Coursera_Milestone

Coursera Mile Stone Report on Data Set

Exploratory analysis of the Data
Goals for the App and Prediction
major features of the data
summaries/plots
downloaded data and loaded it in
summary statistics of 3 data sets
link lead to html page
word count,line count,basic data tables
basic plots, histograms
brief concise for a non data scientist to understand?

Overview

This is the week 2 Mile stone report done as part of the Coursera project work on analysisng Data sets given by Swiftkey and using them to build data models that would predict the next word/words once a user enters the first few words.

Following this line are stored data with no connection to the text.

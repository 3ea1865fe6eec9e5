//! readlog application library
//!
//! Reading records, their HTTP handlers and the wiring that turns settings
//! into a running service.

#![recursion_limit = "256"]

pub mod modules;
pub mod utils;

use anyhow::Context;
use readlog_db::Database;
use readlog_kernel::{settings::Settings, ModuleRegistry};

/// Everything a running service needs, assembled from settings.
pub struct App {
    pub db: Database,
    pub registry: ModuleRegistry,
}

impl App {
    /// Register every module on top of `db` and apply pending migrations.
    pub async fn assemble(db: Database, settings: &Settings) -> anyhow::Result<Self> {
        let mut registry = ModuleRegistry::new();
        modules::register_all(&mut registry, &db, settings);

        let applied = db
            .apply_migrations(&registry.collect_migrations())
            .await
            .context("failed to apply migrations")?;
        tracing::info!(applied, "schema up to date");

        Ok(Self { db, registry })
    }

    /// Open the configured database file and assemble on top of it.
    pub async fn open(settings: &Settings) -> anyhow::Result<Self> {
        let db = Database::open(&settings.database)
            .await
            .context("failed to open database")?;
        Self::assemble(db, settings).await
    }
}
use axum::{
    extract::{Path, State},
    http::StatusCode,
    Json,
};
use readlog_http::error::AppError;
use readlog_kernel::settings::PatchPolicy;

use super::models::{BookBody, BookList, BookRecord, BookUpdate, BookUpdateFinish};
use super::store::{BookStore, StoreError};
use crate::utils;

/// State shared by the books handlers.
#[derive(Clone)]
pub struct BooksState {
    pub store: BookStore,
    pub policy: PatchPolicy,
}

impl From<StoreError> for AppError {
    fn from(error: StoreError) -> Self {
        let message = error.to_string();
        match error {
            StoreError::NotFound(_) => AppError::not_found("Book wasn't find. Not on database"),
            StoreError::Conflict(_) => AppError::conflict(message),
            StoreError::Database(e) => AppError::Internal(e.into()),
        }
    }
}

pub async fn list_books(State(state): State<BooksState>) -> Result<Json<BookList>, AppError> {
    let books = state.store.list_all().await?;
    Ok(Json(BookList { books }))
}

pub async fn get_book(
    State(state): State<BooksState>,
    Path(title): Path<String>,
) -> Result<Json<BookRecord>, AppError> {
    let book = state.store.find_by_title(&title).await?;
    Ok(Json(book))
}

pub async fn add_reading(
    State(state): State<BooksState>,
    Json(body): Json<BookBody>,
) -> Result<(StatusCode, Json<&'static str>), AppError> {
    let book = body.into_new_book(state.policy, utils::today()?);
    let created = state.store.create(book).await?;

    tracing::info!(id = created.id, title = %created.title, "reading recorded");
    Ok((StatusCode::CREATED, Json("OK")))
}

pub async fn delete_book(
    State(state): State<BooksState>,
    Path(title): Path<String>,
) -> Result<StatusCode, AppError> {
    let removed = state.store.remove(&title).await?;

    tracing::info!(id = removed.id, title = %removed.title, "reading deleted");
    Ok(StatusCode::NO_CONTENT)
}

pub async fn update_book(
    State(state): State<BooksState>,
    Path(title): Path<String>,
    Json(patch): Json<BookUpdate>,
) -> Result<StatusCode, AppError> {
    let policy = state.policy;
    let today = utils::today()?;
    let updated = state
        .store
        .modify(&title, |book| book.apply_update(&patch, policy, &today))
        .await?;

    tracing::info!(id = updated.id, title = %updated.title, "reading updated");
    Ok(StatusCode::NO_CONTENT)
}

pub async fn finish_book(
    State(state): State<BooksState>,
    Path(title): Path<String>,
    Json(patch): Json<BookUpdateFinish>,
) -> Result<StatusCode, AppError> {
    let policy = state.policy;
    let today = utils::today()?;
    let updated = state
        .store
        .modify(&title, |book| book.apply_finish(&patch, policy, &today))
        .await?;

    tracing::info!(
        id = updated.id,
        title = %updated.title,
        finished = updated.is_finished(),
        score = updated.score,
        "reading finished"
    );
    Ok(StatusCode::NO_CONTENT)
}
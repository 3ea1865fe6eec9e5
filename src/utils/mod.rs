//! Project-specific utilities live here.

use anyhow::Context;
use time::{macros::format_description, Date, OffsetDateTime};

/// Formats a date as `DD/MM/YYYY`.
pub fn format_day(date: Date) -> Result<String, time::error::Format> {
    let format = format_description!("[day]/[month]/[year]");
    date.format(&format)
}

/// Today's date in local time, falling back to UTC when the local offset
/// cannot be determined.
pub fn today() -> anyhow::Result<String> {
    let now = OffsetDateTime::now_local().unwrap_or_else(|_| OffsetDateTime::now_utc());
    format_day(now.date()).context("failed to format today's date")
}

Step 1- Download and Analyse the Data Set and Sample them

Download the data set from Link. The zipped file contains blogs,news and texts from 4 languages ( English,German, Finish,RUssian).I have only utilized the English files for the analysis and prediction.

The sampling can be done only the first time and stored as text files for further loading and analysis.

#Run below code only for the first time 
#delete all environ variables
rm(list = ls())

setwd("~/R/Coursera Word Prediction/final/en_US")
# blogs
blogsFileName <- "en_US.blogs.txt"
con <- file(blogsFileName, open = "r")
blogs <- readLines(con, encoding = "UTF-8", skipNul = TRUE)
close(con)

# news
setwd("~/R/Coursera Word Prediction/final/en_US")
newsFileName <- "en_US.news.txt"
con <- file(newsFileName, open = "r")
news <- readLines(con, encoding = "UTF-8", skipNul = TRUE)
close(con)

# twitter
twitterFileName <- "en_US.twitter.txt"
con <- file(twitterFileName, open = "r")
twitter <- readLines(con, encoding = "UTF-8", skipNul = TRUE)
close(con)

rm(con)

# num lines per file
numLines <- sapply(list(blogs, news, twitter), length)

# num characters per file
numChars <- sapply(list(nchar(blogs), nchar(news), nchar(twitter)), sum)


# num words per file
numWords <- sapply(list(blogs, news, twitter), stri_stats_latex)[4,]

Basic_summ <- data.frame(
    File = c("en_US.blogs.txt", "en_US.news.txt", "en_US.twitter.txt"),
    Lines = numLines,
    Characters = numChars,
    Words = numWords)

#Sampling for Analysis
con <- file("en_US.twitter.txt", "r")
t_l <- determine_nlines("en_US.twitter.txt")
#t_l #2360148
t_sam <- sample_lines("en_US.twitter.txt", t_l*0.1, nlines = t_l)
#length(t_sam) #236014
#class(t_sam)
fileConn<-file("s_t.txt")
writeLines(t_sam, fileConn)
close(fileConn)
close(con)



#Take 10% sample from blogs and write to a txt file 
setwd("~/R/Coursera Word Prediction/final/en_US")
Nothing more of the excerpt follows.